Stored items:

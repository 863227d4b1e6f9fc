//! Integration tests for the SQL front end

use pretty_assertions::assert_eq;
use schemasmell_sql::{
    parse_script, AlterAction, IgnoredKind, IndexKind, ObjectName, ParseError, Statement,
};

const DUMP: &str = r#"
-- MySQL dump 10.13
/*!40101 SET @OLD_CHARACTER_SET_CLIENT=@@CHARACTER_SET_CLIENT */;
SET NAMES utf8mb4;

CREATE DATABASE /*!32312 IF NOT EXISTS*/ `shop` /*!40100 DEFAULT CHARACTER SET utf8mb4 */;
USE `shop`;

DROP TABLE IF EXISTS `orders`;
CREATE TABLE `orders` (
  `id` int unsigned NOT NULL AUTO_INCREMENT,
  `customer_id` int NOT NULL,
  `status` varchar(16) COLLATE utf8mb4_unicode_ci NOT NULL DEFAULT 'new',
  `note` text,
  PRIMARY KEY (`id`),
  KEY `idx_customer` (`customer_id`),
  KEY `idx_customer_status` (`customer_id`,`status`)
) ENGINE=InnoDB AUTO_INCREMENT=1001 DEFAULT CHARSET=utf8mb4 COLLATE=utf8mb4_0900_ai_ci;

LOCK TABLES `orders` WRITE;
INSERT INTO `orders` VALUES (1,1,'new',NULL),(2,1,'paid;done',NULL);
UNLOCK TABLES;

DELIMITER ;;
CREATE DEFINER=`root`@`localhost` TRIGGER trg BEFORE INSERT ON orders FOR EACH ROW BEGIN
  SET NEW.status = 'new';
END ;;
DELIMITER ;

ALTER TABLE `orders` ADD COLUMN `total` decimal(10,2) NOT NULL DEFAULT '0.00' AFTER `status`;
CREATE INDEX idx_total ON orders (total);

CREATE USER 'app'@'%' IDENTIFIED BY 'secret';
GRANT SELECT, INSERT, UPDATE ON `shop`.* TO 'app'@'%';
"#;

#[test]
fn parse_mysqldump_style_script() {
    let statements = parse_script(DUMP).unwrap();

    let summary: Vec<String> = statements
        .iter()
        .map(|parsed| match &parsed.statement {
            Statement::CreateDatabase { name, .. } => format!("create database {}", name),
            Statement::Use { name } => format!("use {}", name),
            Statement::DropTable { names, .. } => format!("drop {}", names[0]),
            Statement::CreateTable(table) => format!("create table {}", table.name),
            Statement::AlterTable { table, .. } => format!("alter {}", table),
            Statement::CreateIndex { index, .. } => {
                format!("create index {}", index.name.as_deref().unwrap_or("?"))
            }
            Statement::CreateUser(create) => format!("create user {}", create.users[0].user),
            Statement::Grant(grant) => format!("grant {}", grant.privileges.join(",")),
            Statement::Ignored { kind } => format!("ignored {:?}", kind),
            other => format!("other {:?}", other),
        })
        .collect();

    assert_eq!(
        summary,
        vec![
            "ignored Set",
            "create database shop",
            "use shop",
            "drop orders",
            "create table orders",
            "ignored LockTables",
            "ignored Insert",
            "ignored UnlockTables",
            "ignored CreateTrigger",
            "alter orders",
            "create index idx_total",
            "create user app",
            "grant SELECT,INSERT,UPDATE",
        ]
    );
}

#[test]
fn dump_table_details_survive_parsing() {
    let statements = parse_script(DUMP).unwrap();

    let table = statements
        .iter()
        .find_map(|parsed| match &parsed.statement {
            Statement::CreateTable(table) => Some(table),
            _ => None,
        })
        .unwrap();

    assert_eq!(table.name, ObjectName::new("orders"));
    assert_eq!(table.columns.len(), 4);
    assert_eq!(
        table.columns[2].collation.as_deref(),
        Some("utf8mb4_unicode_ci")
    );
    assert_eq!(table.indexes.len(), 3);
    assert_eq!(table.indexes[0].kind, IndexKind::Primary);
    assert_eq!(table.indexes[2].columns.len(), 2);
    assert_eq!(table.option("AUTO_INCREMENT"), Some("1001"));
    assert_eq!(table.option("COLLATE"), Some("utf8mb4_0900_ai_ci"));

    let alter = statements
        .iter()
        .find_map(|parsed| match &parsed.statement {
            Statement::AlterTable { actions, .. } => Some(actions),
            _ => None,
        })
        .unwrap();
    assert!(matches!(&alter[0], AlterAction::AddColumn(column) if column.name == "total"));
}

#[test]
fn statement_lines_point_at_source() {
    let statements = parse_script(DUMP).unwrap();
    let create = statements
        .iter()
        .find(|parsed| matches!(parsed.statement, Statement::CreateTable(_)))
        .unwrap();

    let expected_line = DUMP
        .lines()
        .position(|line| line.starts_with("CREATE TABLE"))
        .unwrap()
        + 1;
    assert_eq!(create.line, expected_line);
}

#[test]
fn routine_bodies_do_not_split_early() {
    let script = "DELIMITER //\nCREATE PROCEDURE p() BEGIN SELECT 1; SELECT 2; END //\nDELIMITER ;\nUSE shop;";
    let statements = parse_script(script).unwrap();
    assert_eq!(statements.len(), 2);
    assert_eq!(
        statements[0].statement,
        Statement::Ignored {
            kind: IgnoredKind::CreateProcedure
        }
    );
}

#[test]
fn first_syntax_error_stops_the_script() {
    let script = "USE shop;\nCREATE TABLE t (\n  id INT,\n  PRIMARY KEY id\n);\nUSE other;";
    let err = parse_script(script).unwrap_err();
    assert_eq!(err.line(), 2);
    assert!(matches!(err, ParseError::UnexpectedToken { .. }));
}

--

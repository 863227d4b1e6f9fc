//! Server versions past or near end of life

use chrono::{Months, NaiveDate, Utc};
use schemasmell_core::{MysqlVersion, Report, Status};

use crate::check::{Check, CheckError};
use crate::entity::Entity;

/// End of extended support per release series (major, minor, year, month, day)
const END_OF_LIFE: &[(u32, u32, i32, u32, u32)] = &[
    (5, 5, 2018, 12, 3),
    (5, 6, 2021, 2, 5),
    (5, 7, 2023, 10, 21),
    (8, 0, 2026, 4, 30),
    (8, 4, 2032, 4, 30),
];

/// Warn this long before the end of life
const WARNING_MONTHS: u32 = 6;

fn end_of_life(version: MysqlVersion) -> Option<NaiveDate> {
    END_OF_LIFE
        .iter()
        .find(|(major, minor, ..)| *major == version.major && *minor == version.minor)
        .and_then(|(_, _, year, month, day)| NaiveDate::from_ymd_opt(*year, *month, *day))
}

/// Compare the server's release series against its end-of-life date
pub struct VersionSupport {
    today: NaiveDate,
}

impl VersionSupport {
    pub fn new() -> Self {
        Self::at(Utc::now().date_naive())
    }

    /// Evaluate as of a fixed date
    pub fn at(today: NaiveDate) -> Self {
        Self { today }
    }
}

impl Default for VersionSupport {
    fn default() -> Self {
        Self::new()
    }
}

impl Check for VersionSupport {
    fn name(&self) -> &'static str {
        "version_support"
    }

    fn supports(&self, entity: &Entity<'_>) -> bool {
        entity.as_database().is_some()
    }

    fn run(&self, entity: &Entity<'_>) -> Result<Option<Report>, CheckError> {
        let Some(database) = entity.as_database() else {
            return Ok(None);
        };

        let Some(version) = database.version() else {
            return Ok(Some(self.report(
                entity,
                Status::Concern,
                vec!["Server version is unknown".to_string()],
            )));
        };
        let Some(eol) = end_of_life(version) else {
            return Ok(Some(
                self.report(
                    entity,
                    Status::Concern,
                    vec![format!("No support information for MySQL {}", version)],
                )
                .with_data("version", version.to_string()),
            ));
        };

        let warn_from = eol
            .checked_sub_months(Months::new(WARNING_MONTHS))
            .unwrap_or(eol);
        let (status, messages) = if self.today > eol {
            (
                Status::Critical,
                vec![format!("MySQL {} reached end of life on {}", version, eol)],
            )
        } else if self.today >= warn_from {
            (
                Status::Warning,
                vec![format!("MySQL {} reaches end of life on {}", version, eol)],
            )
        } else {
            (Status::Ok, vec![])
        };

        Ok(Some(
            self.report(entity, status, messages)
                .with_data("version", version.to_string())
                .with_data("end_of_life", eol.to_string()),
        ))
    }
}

Activity: Scan the lines above for the word "NaiveDate" and copy every one where it occurs.

Result:
use chrono::{Months, NaiveDate, Utc};
fn end_of_life(version: MysqlVersion) -> Option<NaiveDate> {
        .and_then(|(_, _, year, month, day)| NaiveDate::from_ymd_opt(*year, *month, *day))
    today: NaiveDate,
    pub fn at(today: NaiveDate) -> Self {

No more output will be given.